Enterprise Monitoring and Performance Engineer
You will be responsible for partnering with Operations, Infrastructure, development, QA and product teams to analyze the product and hardware performance and scalability against the agreed upon requirements and projected use cases and ensure proper test cases, monitors, alerts and dashboards are created prior to production implementation.
You'll have a key role in our application and system’s success by partnering with other key stakeholders to recommend product improvements, such as features that would improve application usability. This role is also responsible for proactively evaluating processes and providing recommendations to increase efficiency, system availability, and the quality of the user experience.
This is a technical and hands-on role for someone who is adept at gathering and analyzing performance data and finding the root cause of performance bottlenecks and monitor and troubleshoot performance issues in pre and post production systems.
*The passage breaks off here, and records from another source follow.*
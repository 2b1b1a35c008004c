use serde::Deserialize;
use std::env;
use std::time::Duration;
use super::SettingsError;

#[derive(Clone, Debug, Deserialize)]
pub struct ServerSettings {
    /// 바인드 주소 (기본값: 127.0.0.1)
    #[serde(default = "default_host")]
    pub host: String,

    /// HTTP 포트 (기본값: 8080)
    #[serde(default = "default_port")]
    pub port: u16,

    /// 요청 헤더 읽기 제한 시간(초)
    ///
    /// 연결이 열린 뒤(keep-alive 연결은 이전 응답 뒤) 요청 헤더를 모두 받을 때까지만
    /// 적용됩니다. 본문 읽기와 응답 쓰기에는 제한이 없으며, 핸들러 실행 시간은
    /// `middleware.request_timeout_secs`(Timeout 미들웨어)로 제한합니다.
    #[serde(default = "default_timeout_secs")]
    pub timeout_secs: u64,

    /// 종료 시 진행 중인 요청을 기다리는 최대 시간(초)
    #[serde(default = "default_shutdown_grace_secs")]
    pub shutdown_grace_secs: u64,
}

fn default_host() -> String { "127.0.0.1".to_string() }
fn default_port() -> u16 { 8080 }
fn default_timeout_secs() -> u64 { 15 }
fn default_shutdown_grace_secs() -> u64 { 30 }

pub fn parse_env_var<T: std::str::FromStr, F: FnOnce() -> T>(name: &str, default: F) -> Result<T, SettingsError>
where
    T::Err: std::fmt::Display,
{
    match env::var(name) {
        Ok(val) => val.parse().map_err(|e: T::Err| SettingsError::InvalidEnv {
            var_name: name.to_string(),
            value: val,
            reason: e.to_string(),
        }),
        Err(env::VarError::NotPresent) => Ok(default()),
        Err(e) => Err(SettingsError::InvalidEnv {
            var_name: name.to_string(),
            value: "".to_string(),
            reason: e.to_string(),
        }),
    }
}

impl ServerSettings {
    const MIN_PORT: u16 = 1;
    const MAX_PORT: u16 = 65535;

    fn parse_port(name: &str, value: &str) -> Result<u16, SettingsError> {
        let port = value.parse::<u16>().map_err(|_| SettingsError::InvalidEnv {
            var_name: name.to_string(),
            value: value.to_string(),
            reason: format!("포트는 {}-{} 범위여야 합니다", Self::MIN_PORT, Self::MAX_PORT),
        })?;

        if port < Self::MIN_PORT {
            return Err(SettingsError::InvalidEnv {
                var_name: name.to_string(),
                value: value.to_string(),
                reason: "포트는 0이 될 수 없습니다".to_string(),
            });
        }

        Ok(port)
    }

    pub fn from_env() -> Result<Self, SettingsError> {
        let port = Self::parse_port(
            "MARTIAN_PORT",
            &env::var("MARTIAN_PORT").unwrap_or_else(|_| default_port().to_string())
        )?;

        let settings = Self {
            host: env::var("MARTIAN_HOST").unwrap_or_else(|_| default_host()),
            port,
            timeout_secs: parse_env_var("MARTIAN_TIMEOUT_SECS", default_timeout_secs)?,
            shutdown_grace_secs: parse_env_var("MARTIAN_SHUTDOWN_GRACE_SECS", default_shutdown_grace_secs)?,
        };

        settings.validate()?;
        Ok(settings)
    }

    pub fn validate(&self) -> Result<(), SettingsError> {
        if self.host.trim().is_empty() {
            return Err(SettingsError::invalid_value("server.host", "호스트가 비어 있습니다"));
        }
        if self.timeout_secs == 0 {
            return Err(SettingsError::invalid_value("server.timeout_secs", "제한 시간은 0보다 커야 합니다"));
        }
        Ok(())
    }

    /// `host:port` 형식의 바인드 주소
    pub fn addr(&self) -> String {
        format!("{}:{}", self.host, self.port)
    }

    /// hyper `header_read_timeout`에 넘기는 값
    pub fn header_read_timeout(&self) -> Duration {
        Duration::from_secs(self.timeout_secs)
    }

    pub fn shutdown_grace(&self) -> Duration {
        Duration::from_secs(self.shutdown_grace_secs)
    }
}

impl Default for ServerSettings {
    fn default() -> Self {
        Self {
            host: default_host(),
            port: default_port(),
            timeout_secs: default_timeout_secs(),
            shutdown_grace_secs: default_shutdown_grace_secs(),
        }
    }
}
Here’s what you can expect from the job and what you need to be successful:
Job Duties:
- Expand the Application Performance Monitoring (APM) program to improve application and platform performance, availability, and resiliency through real-time performance monitoring and alerting
- Optimize the APM tool foot print by avoiding redundancies, rationalization, and upgrading to the latest cost efficient solutions
- Establish verifiable performance benchmarks for core and system components
- Partner with application/operational teams and vendors to build a solution and custom configuration, including network, systems, and application performance dashboards
- Scope, gather technical requirement around the customer monitoring use cases and business KPIs, and translate them to tool specifications for APM, Alerts, Synthetics, Monitoring and Dashboards, and ensure successful implementation
- Develop and enhance existing tools and processes for monitoring and measuring service performance in production and sandbox environments
- Identify, analyze and resolve the most complex public and hybrid cloud-based issues
- Configure and extend monitoring, alerting, and performance tools to satisfy user needs, including application delivery, middleware, infrastructure, database administration, etc.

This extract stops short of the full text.